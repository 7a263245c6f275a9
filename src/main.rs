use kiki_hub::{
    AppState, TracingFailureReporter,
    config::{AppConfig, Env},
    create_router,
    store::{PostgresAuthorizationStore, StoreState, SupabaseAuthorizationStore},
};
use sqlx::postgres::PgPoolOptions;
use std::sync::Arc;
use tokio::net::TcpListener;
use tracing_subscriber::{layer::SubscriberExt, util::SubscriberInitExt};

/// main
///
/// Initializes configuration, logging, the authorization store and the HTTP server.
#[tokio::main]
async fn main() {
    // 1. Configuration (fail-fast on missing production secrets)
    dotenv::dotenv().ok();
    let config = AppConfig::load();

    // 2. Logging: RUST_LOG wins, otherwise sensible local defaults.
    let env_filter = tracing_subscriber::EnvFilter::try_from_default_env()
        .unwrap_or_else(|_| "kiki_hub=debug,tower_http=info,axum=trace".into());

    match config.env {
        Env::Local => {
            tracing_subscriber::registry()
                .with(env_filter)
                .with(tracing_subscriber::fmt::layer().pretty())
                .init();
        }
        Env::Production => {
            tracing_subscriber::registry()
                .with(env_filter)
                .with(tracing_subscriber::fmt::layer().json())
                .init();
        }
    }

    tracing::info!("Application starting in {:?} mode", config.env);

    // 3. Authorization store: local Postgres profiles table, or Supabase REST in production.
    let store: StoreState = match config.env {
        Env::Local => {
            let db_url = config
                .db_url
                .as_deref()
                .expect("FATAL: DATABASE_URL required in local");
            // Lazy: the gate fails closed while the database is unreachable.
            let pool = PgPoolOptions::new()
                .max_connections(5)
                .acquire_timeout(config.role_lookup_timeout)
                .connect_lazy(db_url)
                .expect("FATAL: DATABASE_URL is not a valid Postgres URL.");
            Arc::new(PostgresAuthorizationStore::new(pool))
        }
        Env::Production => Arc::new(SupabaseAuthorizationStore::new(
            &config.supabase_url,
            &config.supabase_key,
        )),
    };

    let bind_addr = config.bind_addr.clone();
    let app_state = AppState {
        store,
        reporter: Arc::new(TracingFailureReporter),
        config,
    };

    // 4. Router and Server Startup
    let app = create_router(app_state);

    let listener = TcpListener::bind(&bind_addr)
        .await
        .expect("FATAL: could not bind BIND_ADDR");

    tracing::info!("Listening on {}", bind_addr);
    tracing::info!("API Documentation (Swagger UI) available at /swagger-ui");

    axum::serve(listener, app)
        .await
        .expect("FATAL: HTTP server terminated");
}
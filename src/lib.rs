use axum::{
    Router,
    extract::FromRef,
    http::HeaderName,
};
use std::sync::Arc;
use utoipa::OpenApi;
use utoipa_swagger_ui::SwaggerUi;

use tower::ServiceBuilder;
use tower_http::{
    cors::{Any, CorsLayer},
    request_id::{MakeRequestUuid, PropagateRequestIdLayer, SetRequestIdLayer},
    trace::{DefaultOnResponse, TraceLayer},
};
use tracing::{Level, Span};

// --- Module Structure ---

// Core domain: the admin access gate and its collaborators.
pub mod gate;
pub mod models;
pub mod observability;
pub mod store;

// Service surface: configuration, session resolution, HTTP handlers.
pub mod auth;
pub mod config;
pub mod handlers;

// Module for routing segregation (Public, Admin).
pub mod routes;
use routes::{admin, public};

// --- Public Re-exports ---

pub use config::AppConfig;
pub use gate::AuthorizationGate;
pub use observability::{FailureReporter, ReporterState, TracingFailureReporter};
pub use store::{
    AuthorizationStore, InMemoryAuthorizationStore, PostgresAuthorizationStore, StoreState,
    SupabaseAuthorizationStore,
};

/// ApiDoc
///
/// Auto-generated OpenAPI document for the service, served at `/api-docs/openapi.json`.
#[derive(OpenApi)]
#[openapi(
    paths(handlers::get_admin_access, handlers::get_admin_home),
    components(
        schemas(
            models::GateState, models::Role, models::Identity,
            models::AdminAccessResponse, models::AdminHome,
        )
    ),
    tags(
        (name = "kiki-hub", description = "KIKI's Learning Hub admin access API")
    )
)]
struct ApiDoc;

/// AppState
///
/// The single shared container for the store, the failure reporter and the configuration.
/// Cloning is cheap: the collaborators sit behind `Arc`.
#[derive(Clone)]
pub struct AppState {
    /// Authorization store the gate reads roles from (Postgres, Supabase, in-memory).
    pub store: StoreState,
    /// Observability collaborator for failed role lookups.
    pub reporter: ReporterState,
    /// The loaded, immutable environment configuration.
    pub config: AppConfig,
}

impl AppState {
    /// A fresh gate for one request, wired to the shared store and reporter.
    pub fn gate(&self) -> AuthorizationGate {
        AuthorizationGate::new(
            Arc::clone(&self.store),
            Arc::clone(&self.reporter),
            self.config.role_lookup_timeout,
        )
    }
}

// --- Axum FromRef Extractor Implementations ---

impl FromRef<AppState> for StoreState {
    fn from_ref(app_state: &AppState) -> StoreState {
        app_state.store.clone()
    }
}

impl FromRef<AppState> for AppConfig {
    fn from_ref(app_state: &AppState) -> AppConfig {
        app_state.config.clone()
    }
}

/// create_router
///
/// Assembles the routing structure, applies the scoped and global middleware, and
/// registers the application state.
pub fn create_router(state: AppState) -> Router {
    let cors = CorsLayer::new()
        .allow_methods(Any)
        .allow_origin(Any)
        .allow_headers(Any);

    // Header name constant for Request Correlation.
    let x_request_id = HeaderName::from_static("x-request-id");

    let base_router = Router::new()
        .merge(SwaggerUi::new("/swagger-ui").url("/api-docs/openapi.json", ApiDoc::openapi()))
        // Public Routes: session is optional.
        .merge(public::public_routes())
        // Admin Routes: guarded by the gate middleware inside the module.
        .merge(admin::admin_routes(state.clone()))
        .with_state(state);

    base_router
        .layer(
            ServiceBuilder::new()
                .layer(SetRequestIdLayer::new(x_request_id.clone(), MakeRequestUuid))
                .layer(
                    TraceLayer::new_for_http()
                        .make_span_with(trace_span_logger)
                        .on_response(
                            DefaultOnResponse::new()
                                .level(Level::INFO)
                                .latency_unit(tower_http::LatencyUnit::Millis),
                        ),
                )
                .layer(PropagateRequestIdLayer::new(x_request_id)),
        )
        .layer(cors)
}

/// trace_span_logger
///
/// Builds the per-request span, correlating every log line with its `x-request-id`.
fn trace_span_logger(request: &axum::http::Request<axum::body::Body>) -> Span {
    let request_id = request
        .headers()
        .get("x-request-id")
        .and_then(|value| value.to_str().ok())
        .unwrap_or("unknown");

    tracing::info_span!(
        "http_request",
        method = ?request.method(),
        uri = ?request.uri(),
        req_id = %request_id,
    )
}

------------------------------

* [Prompt]:
Nothing but a number should be written: how many lines of the preceding listing contain "merge".

* [Exercise answer]:
3